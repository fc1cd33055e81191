// Copyright (C) 2026 Fred Clausen
// Use of this source code is governed by an MIT-style
// license that can be found in the LICENSE file or at
// https://opensource.org/licenses/MIT.

use crate::command::{Command, Reversibility};
use crate::config::RemovalPolicy;
use crate::error::CoreError;
use crate::state::{CourseState, TransitionResult, WorkKey};
use gradebook_audit::{Action, Actor, AuditEvent};
use gradebook_domain::{
    Assignment, AssignmentCategory, AssignmentGrade, AssignmentId, AssignmentSubmission,
    CategoryId, DomainError, GradeSchemaRef, LatePolicyRef, LetterGrade, Role, StudentRecord,
    UserId, validate_assignment, validate_category, validate_course_name, validate_score,
    validate_student_record,
};
use std::collections::{BTreeMap, BTreeSet};
use time::{Duration, OffsetDateTime};

/// Restores the exact slot of course state a command touched.
///
/// An inverse is captured from the state a command was applied to, so
/// `revert(apply(s, c).new_state, inverse) == s` for every reversible command.
#[derive(Debug, Clone, PartialEq)]
pub enum Inverse {
    /// Put back the previous course name.
    RestoreName(String),
    /// Put back the previous grade schema.
    RestoreGradeSchema(GradeSchemaRef),
    /// Put back the previous late policy.
    RestoreLatePolicy(LatePolicyRef),
    /// Put back a category as it was; `None` removes it.
    RestoreCategory {
        /// The category slot.
        id: CategoryId,
        /// Its previous content.
        previous: Option<AssignmentCategory>,
    },
    /// Put back a submission as it was; `None` removes it.
    RestoreSubmission {
        /// The `(assignment, student)` slot.
        key: WorkKey,
        /// Its previous content.
        previous: Option<AssignmentSubmission>,
    },
    /// Put back a grade as it was; `None` removes it.
    RestoreGrade {
        /// The `(assignment, student)` slot.
        key: WorkKey,
        /// Its previous content.
        previous: Option<AssignmentGrade>,
    },
    /// Put back a student's record and role entry as they were.
    RestoreEnrollment {
        /// The student.
        student: UserId,
        /// The previous record; `None` un-enrolls.
        record: Option<StudentRecord>,
        /// The previous role entry; `None` unregisters.
        roles: Option<BTreeSet<Role>>,
    },
    /// Put back a user's role entry as it was.
    RestoreRoles {
        /// The user.
        user: UserId,
        /// The previous role entry; `None` unregisters.
        roles: Option<BTreeSet<Role>>,
    },
}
* * *
» **EXERCISE DETAILS**: Your reply must be the entries above, returned word for word.

» **PROBLEM SOLUTION**:
repository fc1cd33055e81191
// Copyright (C) 2026 Fred Clausen
// Use of this source code is governed by an MIT-style
// license that can be found in the LICENSE file or at
// https://opensource.org/licenses/MIT.

use crate::command::{Command, Reversibility};
use crate::config::RemovalPolicy;
use crate::error::CoreError;
use crate::state::{CourseState, TransitionResult, WorkKey};
use gradebook_audit::{Action, Actor, AuditEvent};
use gradebook_domain::{
    Assignment, AssignmentCategory, AssignmentGrade, AssignmentId, AssignmentSubmission,
    CategoryId, DomainError, GradeSchemaRef, LatePolicyRef, LetterGrade, Role, StudentRecord,
    UserId, validate_assignment, validate_category, validate_course_name, validate_score,
    validate_student_record,
};
use std::collections::{BTreeMap, BTreeSet};
use time::{Duration, OffsetDateTime};

/// Restores the exact slot of course state a command touched.
///
/// An inverse is captured from the state a command was applied to, so
/// `revert(apply(s, c).new_state, inverse) == s` for every reversible command.
#[derive(Debug, Clone, PartialEq)]
pub enum Inverse {
    /// Put back the previous course name.
    RestoreName(String),
    /// Put back the previous grade schema.
    RestoreGradeSchema(GradeSchemaRef),
    /// Put back the previous late policy.
    RestoreLatePolicy(LatePolicyRef),
    /// Put back a category as it was; `None` removes it.
    RestoreCategory {
        /// The category slot.
        id: CategoryId,
        /// Its previous content.
        previous: Option<AssignmentCategory>,
    },
    /// Put back a submission as it was; `None` removes it.
    RestoreSubmission {
        /// The `(assignment, student)` slot.
        key: WorkKey,
        /// Its previous content.
        previous: Option<AssignmentSubmission>,
    },
    /// Put back a grade as it was; `None` removes it.
    RestoreGrade {
        /// The `(assignment, student)` slot.
        key: WorkKey,
        /// Its previous content.
        previous: Option<AssignmentGrade>,
    },
    /// Put back a student's record and role entry as they were.
    RestoreEnrollment {
        /// The student.
        student: UserId,
        /// The previous record; `None` un-enrolls.
        record: Option<StudentRecord>,
        /// The previous role entry; `None` unregisters.
        roles: Option<BTreeSet<Role>>,
    },
    /// Put back a user's role entry as it was.
    RestoreRoles {
        /// The user.
        user: UserId,
        /// The previous role entry; `None` unregisters.
        roles: Option<BTreeSet<Role>>,
    },
}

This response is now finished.